She was so exhausted she thought she would have to quit the Camino, but she ran into an Australian girl, Briane, who was looking for a tenting partner, so Hailey is going to try sleeping in a tent for a few nights.
Meanwhile I wanted to explore a famous monastery in Burgos, so I decided to stay an extra day there.
So they went on ahead. The three of us may link up in a few days.
I had a mind-boggling day yesterday exploring medieval religion in the morning in the amazing Burgos Cathedral, and modern science in the afternoon in the amazing Burgos Museum of Human Evolution. Here are some pics of both:
Saturday, September 26, 2015
Tighty-Whitey French Guy
So as my dad said, you tend to run into the same people over and over on the camino, some of whom very quickly become your friends (a.k.a. Camino family).
There are also those who you run into over and over who you don't like so much.... Like this man from France who has been walking since near Paris. I like to call him "Tighty-whitey French guy". He loves to announce to everyone very loudly that he had already walked over 1000 kilometers before we even STARTED the Camino, and that the French part is much MUCH more beautiful than the Spanish part. We ran into him (again) at the reception desk of a fancy alberge where he was complaining to the owner. We had just arrived and I was exhausted, but he pointed at me and said "YOU! You can help me! Please explain to me what this man is telling me!"
The owner was explaining in rapid Spanish the different prices. I tried my best to explain what I could understand (which isn't much - my Spanish is pretty rudimentary) and Tighty-whitey French guy ended up walking off in a huff. I later heard him complaining loudly to someone that the alberge owner couldn't speak any English or French and how ridiculous that was. I wonder if it ever occurred to him before he embarked on his trek across Spain to learn a few words or phrases in Spanish...?!?
Oh and I call him "Tighty-whitey French guy" because he often roams around alberges in his tighty-whitey underwear (that grossly doesn't leave much to the imagination). His Camino nickname was sealed when he walked past me on the trail the other morning like this:
Wednesday, September 23, 2015
The Camino Family
One of the nice things about the Camino is that you keep running into the same people, so it starts to feel like a family. Here is our friend Mike, an Alaskan who walks at roughly the same pace as us, and who we keep bumping into:
And Maureen, an 80 year old lady just invited us to have lunch with her and fed us with beer, cheese, avocados and olives. We had seen her before but lost track of her for a while.

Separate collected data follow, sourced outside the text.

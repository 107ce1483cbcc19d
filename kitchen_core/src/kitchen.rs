use serde::{Deserialize, Serialize};

use crate::{
    Position,
    map::{Grid, GridError},
};

/// Number of rows in every kitchen layout.
pub const KITCHEN_HEIGHT: usize = 7;

/// A fixed-function cell. Interacting with a station transforms what the chef
/// holds; a station never stores an item.
#[derive(Debug, Clone, Copy, PartialEq, Eq, Hash, Serialize, Deserialize)]
pub enum Station {
    Window,
    Dishwasher,
    ChoppingBoard,
    Blueberries,
    IceCream,
    Strawberries,
    DoughBin,
    Oven,
}

impl Station {
    pub const ALL: [Station; 8] = [
        Station::Window,
        Station::Dishwasher,
        Station::ChoppingBoard,
        Station::Blueberries,
        Station::IceCream,
        Station::Strawberries,
        Station::DoughBin,
        Station::Oven,
    ];

    /// Layout character used by the referee for this station.
    pub fn code(&self) -> char {
        match self {
            Station::Window => 'W',
            Station::Dishwasher => 'D',
            Station::ChoppingBoard => 'C',
            Station::Blueberries => 'B',
            Station::IceCream => 'I',
            Station::Strawberries => 'S',
            Station::DoughBin => 'H',
            Station::Oven => 'O',
        }
    }

    pub fn from_code(code: char) -> Option<Station> {
        Station::ALL.into_iter().find(|station| station.code() == code)
    }

    fn slot(&self) -> usize {
        *self as usize
    }
}

/// Static type of a kitchen cell.
#[derive(Debug, Clone, Copy, PartialEq, Eq, Default, Serialize, Deserialize)]
pub enum Tile {
    #[default]
    Floor,
    /// Plain counter usable for temporary storage.
    Counter,
    Station(Station),
}

#[derive(Debug, Clone, PartialEq, Eq, thiserror::Error)]
pub enum KitchenError {
    #[error("Kitchen layout has {found} rows, expected {expected}")]
    RowCount { expected: usize, found: usize },
    #[error("Inconsistent width at row {row}: expected {expected}, found {found}")]
    RowWidth {
        row: usize,
        expected: usize,
        found: usize,
    },
    #[error("Station {0:?} appears more than once")]
    DuplicateStation(Station),
    #[error("Station {0:?} is missing from the layout")]
    MissingStation(Station),
    #[error(transparent)]
    Grid(#[from] GridError),
}

/// Immutable per-game layout: where each station sits and which cells are counters.
#[derive(Debug, Clone, PartialEq, Eq, Serialize, Deserialize)]
pub struct Kitchen {
    tiles: Grid<Tile>,
    stations: [Position; 8],
}

impl Kitchen {
    /// Builds the layout from the referee's rows.
    ///
    /// `#` is a counter, station letters map through [`Station::from_code`], every
    /// other character (including the `0`/`1` spawn markers) is floor.
    pub fn from_rows<S: AsRef<str>>(rows: &[S]) -> Result<Kitchen, KitchenError> {
        if rows.len() != KITCHEN_HEIGHT {
            return Err(KitchenError::RowCount {
                expected: KITCHEN_HEIGHT,
                found: rows.len(),
            });
        }

        let width = rows[0].as_ref().chars().count();
        for (row, line) in rows.iter().enumerate() {
            let found = line.as_ref().chars().count();
            if found != width {
                return Err(KitchenError::RowWidth {
                    row,
                    expected: width,
                    found,
                });
            }
        }

        let chars: Vec<Vec<char>> = rows.iter().map(|r| r.as_ref().chars().collect()).collect();
        let tiles = Grid::from_generator(width, KITCHEN_HEIGHT, |x, y| match chars[y][x] {
            '#' => Tile::Counter,
            code => Station::from_code(code).map_or(Tile::Floor, Tile::Station),
        });

        let mut found: [Option<Position>; 8] = [None; 8];
        for (position, tile) in tiles.enumerate() {
            if let Tile::Station(station) = tile {
                let slot = &mut found[station.slot()];
                if slot.is_some() {
                    return Err(KitchenError::DuplicateStation(*station));
                }
                *slot = Some(position);
            }
        }

        let mut stations = [Position::new(0, 0); 8];
        for station in Station::ALL {
            stations[station.slot()] =
                found[station.slot()].ok_or(KitchenError::MissingStation(station))?;
        }

        Ok(Kitchen { tiles, stations })
    }

    pub fn width(&self) -> usize {
        self.tiles.width()
    }

    pub fn height(&self) -> usize {
        self.tiles.height()
    }

    pub fn station(&self, station: Station) -> Position {
        self.stations[station.slot()]
    }

    pub fn tile(&self, position: Position) -> Result<Tile, GridError> {
        self.tiles.try_get(position).copied()
    }

    pub fn is_counter(&self, position: Position) -> bool {
        matches!(self.tiles.get(position), Some(Tile::Counter))
    }

    /// All plain counters in row-major order.
    pub fn counters(&self) -> impl Iterator<Item = Position> + '_ {
        self.tiles
            .enumerate()
            .filter(|(_, tile)| **tile == Tile::Counter)
            .map(|(position, _)| position)
    }
}
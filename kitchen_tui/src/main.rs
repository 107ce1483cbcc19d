use anyhow::{Context, Result};
use clap::Parser;
use kitchen_core::{
    Composition, Decision, DecisionEngine, Ingredient, Kitchen, KitchenView, PlanError, Position,
    Snapshot, Station,
    kitchen::Tile,
    protocol::ProtocolReader,
};
use ratatui::{
    crossterm::{
        self,
        event::{self, DisableMouseCapture, EnableMouseCapture, Event, KeyCode},
        execute,
        terminal::{EnterAlternateScreen, LeaveAlternateScreen, disable_raw_mode, enable_raw_mode},
    },
    prelude::*,
    widgets::*,
};
use std::{
    fs::File,
    io::{self, BufReader, Stdout},
    path::{Path, PathBuf},
    time::{Duration, Instant},
};

#[derive(Parser, Debug)]
#[command(version, about = "Replay a recorded referee transcript through the decision engine", long_about = None)]
struct Args {
    /// Transcript of referee input to replay
    #[arg(short, long, value_name = "FILE", default_value = "transcripts/sample.txt")]
    transcript: PathBuf,

    /// Milliseconds between turns
    #[arg(long, value_name = "MS", default_value_t = 250)]
    tick_ms: u64,
}

struct App {
    kitchen: Kitchen,
    turns: Vec<Snapshot>,
    engine: DecisionEngine,
    /// Index of the turn on screen.
    current: usize,
    decision: Result<Decision, PlanError>,
    paused: bool,
    should_quit: bool,
}

impl App {
    fn load(path: &Path) -> Result<Self> {
        let file = File::open(path).with_context(|| format!("Opening {}", path.display()))?;
        let mut reader = ProtocolReader::new(BufReader::new(file));
        let header = reader.read_header().context("Reading transcript header")?;
        let mut turns = Vec::new();
        while let Some(turn) = reader.read_turn(&header.kitchen)? {
            turns.push(turn);
        }
        if turns.is_empty() {
            anyhow::bail!("Transcript {} contains no turns", path.display());
        }

        let engine = DecisionEngine::default();
        let decision = engine.decide(KitchenView::new(&header.kitchen, &turns[0]));
        Ok(App {
            kitchen: header.kitchen,
            turns,
            engine,
            current: 0,
            decision,
            paused: false,
            should_quit: false,
        })
    }

    fn snapshot(&self) -> &Snapshot {
        &self.turns[self.current]
    }

    /// Advances to the next recorded turn and re-runs the engine on it.
    fn tick(&mut self) {
        if self.paused || self.current + 1 >= self.turns.len() {
            return;
        }
        self.current += 1;
        self.decision = self
            .engine
            .decide(KitchenView::new(&self.kitchen, &self.turns[self.current]));
    }

    fn quit(&mut self) {
        self.should_quit = true;
    }
}

fn main() -> Result<()> {
    let args = Args::parse();
    if !args.transcript.exists() {
        return Err(anyhow::anyhow!(
            "Transcript file does not exist: {}",
            args.transcript.display()
        ));
    }

    // Load before touching the terminal so errors print normally.
    let mut app = App::load(&args.transcript)?;

    let mut terminal = setup_terminal()?;
    let result = run_app(&mut terminal, &mut app, Duration::from_millis(args.tick_ms));
    restore_terminal(&mut terminal)?;
    result
}

/// Configures the terminal for TUI interaction.
fn setup_terminal() -> Result<Terminal<CrosstermBackend<Stdout>>> {
    let mut stdout = io::stdout();
    enable_raw_mode()?;
    execute!(stdout, EnterAlternateScreen, EnableMouseCapture)?;
    let backend = CrosstermBackend::new(stdout);
    Terminal::new(backend).map_err(Into::into)
}

/// Restores the terminal to its original state.
fn restore_terminal(terminal: &mut Terminal<CrosstermBackend<Stdout>>) -> Result<()> {
    disable_raw_mode()?;
    execute!(
        terminal.backend_mut(),
        LeaveAlternateScreen,
        DisableMouseCapture
    )?;
    terminal.show_cursor()?;
    Ok(())
}

fn run_app(
    terminal: &mut Terminal<CrosstermBackend<Stdout>>,
    app: &mut App,
    tick_rate: Duration,
) -> Result<()> {
    let mut last_tick = Instant::now();

    loop {
        terminal.draw(|f| ui(f, app))?;

        let timeout = tick_rate
            .checked_sub(last_tick.elapsed())
            .unwrap_or_else(|| Duration::from_secs(0));

        if crossterm::event::poll(timeout)? {
            if let Event::Key(key) = event::read()? {
                match key.code {
                    KeyCode::Char('q') | KeyCode::Esc => app.quit(),
                    KeyCode::Char(' ') => app.paused = !app.paused,
                    _ => {}
                }
            }
        }

        if last_tick.elapsed() >= tick_rate {
            app.tick();
            last_tick = Instant::now();
        }

        if app.should_quit {
            break;
        }
    }
    Ok(())
}

fn ui(frame: &mut Frame, app: &App) {
    let rows = Layout::default()
        .direction(Direction::Vertical)
        .constraints([
            Constraint::Min(9),
            Constraint::Length(4),
            Constraint::Length(2),
        ])
        .split(frame.area());
    let top = Layout::default()
        .direction(Direction::Horizontal)
        .constraints([Constraint::Percentage(45), Constraint::Percentage(55)])
        .split(rows[0]);

    render_kitchen(frame, top[0], app);
    render_status(frame, top[1], app);
    render_decision(frame, rows[1], app);

    let help = if app.paused {
        "Paused. Space to resume, 'q' or 'Esc' to quit."
    } else {
        "Space to pause, 'q' or 'Esc' to quit."
    };
    let help_text = Paragraph::new(help)
        .alignment(Alignment::Center)
        .block(Block::default().borders(Borders::TOP));
    frame.render_widget(help_text, rows[2]);
}

/// One-character glyph for what sits on a counter.
fn item_glyph(items: &Composition) -> &'static str {
    let mut iter = items.iter();
    match (iter.next(), iter.next()) {
        (Some(single), None) => match single {
            Ingredient::Dish => "d",
            Ingredient::IceCream => "i",
            Ingredient::Blueberries => "b",
            Ingredient::Strawberries => "s",
            Ingredient::ChoppedStrawberries => "c",
            Ingredient::Dough => "h",
            Ingredient::ChoppedDough => "x",
            Ingredient::RawTart => "r",
            Ingredient::Croissant => "o",
            Ingredient::Tart => "t",
        },
        (Some(_), Some(_)) => "*",
        _ => "#",
    }
}

fn station_style(station: Station) -> Style {
    match station {
        Station::Window => Style::default().fg(Color::Green).bold(),
        Station::Oven => Style::default().fg(Color::Red),
        Station::Dishwasher => Style::default().fg(Color::White).bold(),
        _ => Style::default().fg(Color::Cyan),
    }
}

fn render_kitchen(frame: &mut Frame, area: Rect, app: &App) {
    let kitchen = &app.kitchen;
    let snapshot = app.snapshot();
    let target = app.decision.as_ref().ok().and_then(|d| d.command.target());

    let mut lines: Vec<Line> = Vec::with_capacity(kitchen.height());
    for y in 0..kitchen.height() {
        let mut spans: Vec<Span> = Vec::with_capacity(kitchen.width());
        for x in 0..kitchen.width() {
            let position = Position::new(x, y);
            let chef = snapshot
                .chefs
                .iter()
                .position(|chef| chef.position == position);

            let mut span = if let Some(index) = chef {
                let color = if index == 0 { Color::Yellow } else { Color::Magenta };
                Span::styled(index.to_string(), Style::default().fg(color).bold())
            } else {
                match kitchen.tile(position).unwrap_or(Tile::Floor) {
                    Tile::Floor => Span::raw(" "),
                    Tile::Counter => match snapshot.counter(position) {
                        Some(items) => {
                            Span::styled(item_glyph(items), Style::default().fg(Color::Yellow))
                        }
                        None => Span::styled("#", Style::default().fg(Color::DarkGray)),
                    },
                    Tile::Station(station) => {
                        Span::styled(station.code().to_string(), station_style(station))
                    }
                }
            };
            if target == Some(position) {
                span = span.on_blue();
            }
            spans.push(span);
        }
        lines.push(Line::from(spans));
    }

    let map_paragraph = Paragraph::new(lines)
        .block(Block::default().title("Kitchen").borders(Borders::ALL))
        .alignment(Alignment::Center);
    frame.render_widget(map_paragraph, area);
}

fn render_status(frame: &mut Frame, area: Rect, app: &App) {
    let snapshot = app.snapshot();
    let mut items: Vec<ListItem> = vec![
        ListItem::new(format!(
            "Turn {}/{}  ({} remaining)",
            app.current + 1,
            app.turns.len(),
            snapshot.turns_remaining
        )),
        ListItem::new(format!(
            "Oven: {} (timer {})",
            snapshot.oven.contents, snapshot.oven.timer
        )),
    ];
    for (index, chef) in snapshot.chefs.iter().enumerate() {
        items.push(ListItem::new(format!(
            "Chef {index} at ({}, {}) holding {}",
            chef.position.x, chef.position.y, chef.items
        )));
    }
    items.push(ListItem::new(Line::from(Span::styled(
        "Waiting orders",
        Style::default().bold(),
    ))));
    for order in &snapshot.orders {
        items.push(ListItem::new(format!("  {:>5}  {}", order.reward, order.items)));
    }

    let status = List::new(items).block(Block::default().borders(Borders::ALL).title("State"));
    frame.render_widget(status, area);
}

fn render_decision(frame: &mut Frame, area: Rect, app: &App) {
    let line = match &app.decision {
        Ok(decision) => Line::from(vec![
            Span::styled(format!("[{}] ", decision.rule), Style::default().fg(Color::Cyan)),
            Span::raw(decision.command.to_string()),
        ]),
        Err(err) => Line::from(Span::styled(err.to_string(), Style::default().fg(Color::Red))),
    };
    let widget =
        Paragraph::new(line).block(Block::default().borders(Borders::ALL).title("Decision"));
    frame.render_widget(widget, area);
}
use crate::{Command, Composition, CustomerOrder, Ingredient, KitchenView, Station};

/// Fetch precedence for missing ingredients: prepared goods, then bins, then the plate.
const FETCH_ORDER: [Ingredient; 6] = [
    Ingredient::Croissant,
    Ingredient::Tart,
    Ingredient::ChoppedStrawberries,
    Ingredient::Blueberries,
    Ingredient::IceCream,
    Ingredient::Dish,
];

/// The waiting order whose items are exactly what the chef holds, if any.
pub fn finished_order<'a>(view: &KitchenView<'a>) -> Option<&'a CustomerOrder> {
    let held = &view.me().items;
    view.orders().iter().find(|order| order.items == *held)
}

/// Whether every ingredient the chef still lacks for `order` can be fetched right now.
///
/// Bin goods and plates are always obtainable; prepared goods must already sit on
/// a counter.
pub fn is_fulfillable(view: &KitchenView<'_>, order: &CustomerOrder) -> bool {
    let held = &view.me().items;
    order.items.difference(held).all(|missing| {
        if missing.is_raw_fetchable() {
            true
        } else if missing.is_intermediate() {
            view.counter_with(missing).is_some()
        } else {
            false
        }
    })
}

/// Orders that can be completed with what is currently in the kitchen.
pub fn candidates<'a>(view: &KitchenView<'a>) -> Vec<&'a CustomerOrder> {
    view.orders()
        .iter()
        .filter(|order| is_fulfillable(view, order))
        .collect()
}

/// Highest-reward candidate. Equal rewards go to the order listed first.
pub fn select<'a>(view: &KitchenView<'a>) -> Option<&'a CustomerOrder> {
    let mut best: Option<&'a CustomerOrder> = None;
    for order in candidates(view) {
        if best.is_none_or(|current| order.reward > current.reward) {
            best = Some(order);
        }
    }
    best
}

/// Ingredients held by the chef that `order` does not ask for.
pub fn irrelevant_items(held: &Composition, order: &CustomerOrder) -> Vec<Ingredient> {
    held.difference(&order.items).collect()
}

/// Next ingredient to go and get, in fetch precedence.
pub fn next_missing(held: &Composition, order: &CustomerOrder) -> Option<Ingredient> {
    FETCH_ORDER
        .into_iter()
        .find(|ingredient| order.items.contains(*ingredient) && !held.contains(*ingredient))
}

/// One fetch step towards `order`.
///
/// Returns `None` when the next ingredient cannot be found anywhere this turn.
pub fn fetch_step(view: &KitchenView<'_>, order: &CustomerOrder) -> Option<Command> {
    let held = &view.me().items;
    let missing = next_missing(held, order)?;
    let needs_plate = order.items.has_plate() && !held.has_plate();

    match missing {
        Ingredient::Croissant | Ingredient::Tart | Ingredient::ChoppedStrawberries => {
            let note = format!("fetch {}", missing.token().to_lowercase());
            if let Some(counter) = view.counter_with(missing) {
                Some(Command::use_at(counter, note))
            } else if view.oven().holds(missing) {
                Some(Command::use_at(view.station(Station::Oven), note))
            } else {
                None
            }
        }
        Ingredient::Blueberries | Ingredient::IceCream if needs_plate => Some(Command::use_at(
            view.station(Station::Dishwasher),
            "fetch dish",
        )),
        Ingredient::Blueberries => Some(Command::use_at(
            view.station(Station::Blueberries),
            "fetch blueberries",
        )),
        Ingredient::IceCream => Some(Command::use_at(
            view.station(Station::IceCream),
            "fetch ice cream",
        )),
        Ingredient::Dish => Some(Command::use_at(
            view.station(Station::Dishwasher),
            "fetch dish",
        )),
        _ => None,
    }
}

The Refugio's/hostels vary greatly. Here is the lobby of San Anton Abad where we are now:
Tuesday, September 22, 2015
From Zombie village to artist's stew
Yesterday we had a hard walk in the blazing sun with nowhere to get water for 9kms. As we crested a very dry and dusty hill we suddenly saw something strange: lots of green grass. A golf course?! Here in a very arid part of Spain? Then we noticed the rows upon rows of empty apartments with all their windows shuttered:
And swimming pools and parks - totally empty of people:
Everything was for sale - the whole darn town! We started to feel creeped-out:
And then we heard from someone that we'd better hurry up and find an Albergue (place to sleep) as the town was not safe at night. We imagined Zombies coming out from the abandoned buildings groaning "brains - pilgrims' brains!!"
That's me n my dad running away!! Naw, just kidding about the town being unsafe and the zombies. We did manage to find a simple but cute and affordable place to stay in the non-zombified part of town, run by an artist who made us a terrific lentil stew. He told us he did the Camino three times in one year and then decided to open up this Albergue. Here are some of his paintings in the common room:
We got a room to ourselves with a non- rickety bunk bed (our host told us it's because it's from IKEA) and I slept well for once. Here's a view from our room: So far I've managed to lose my favorite pen, my Concordia water bottle and my quick-dry towel (been sharing my dad's which feels slightly gross).It's somehow incredibly easy to lose stuff on the Camino with all the daily shuffling. Not to worry because each hostel has a "take what you need, leave what you don't" bin and I scored a new waterbottle and a foam mat so I never have to sleep on a shaky bunk bed again - I'd rather sleep on the floor! :)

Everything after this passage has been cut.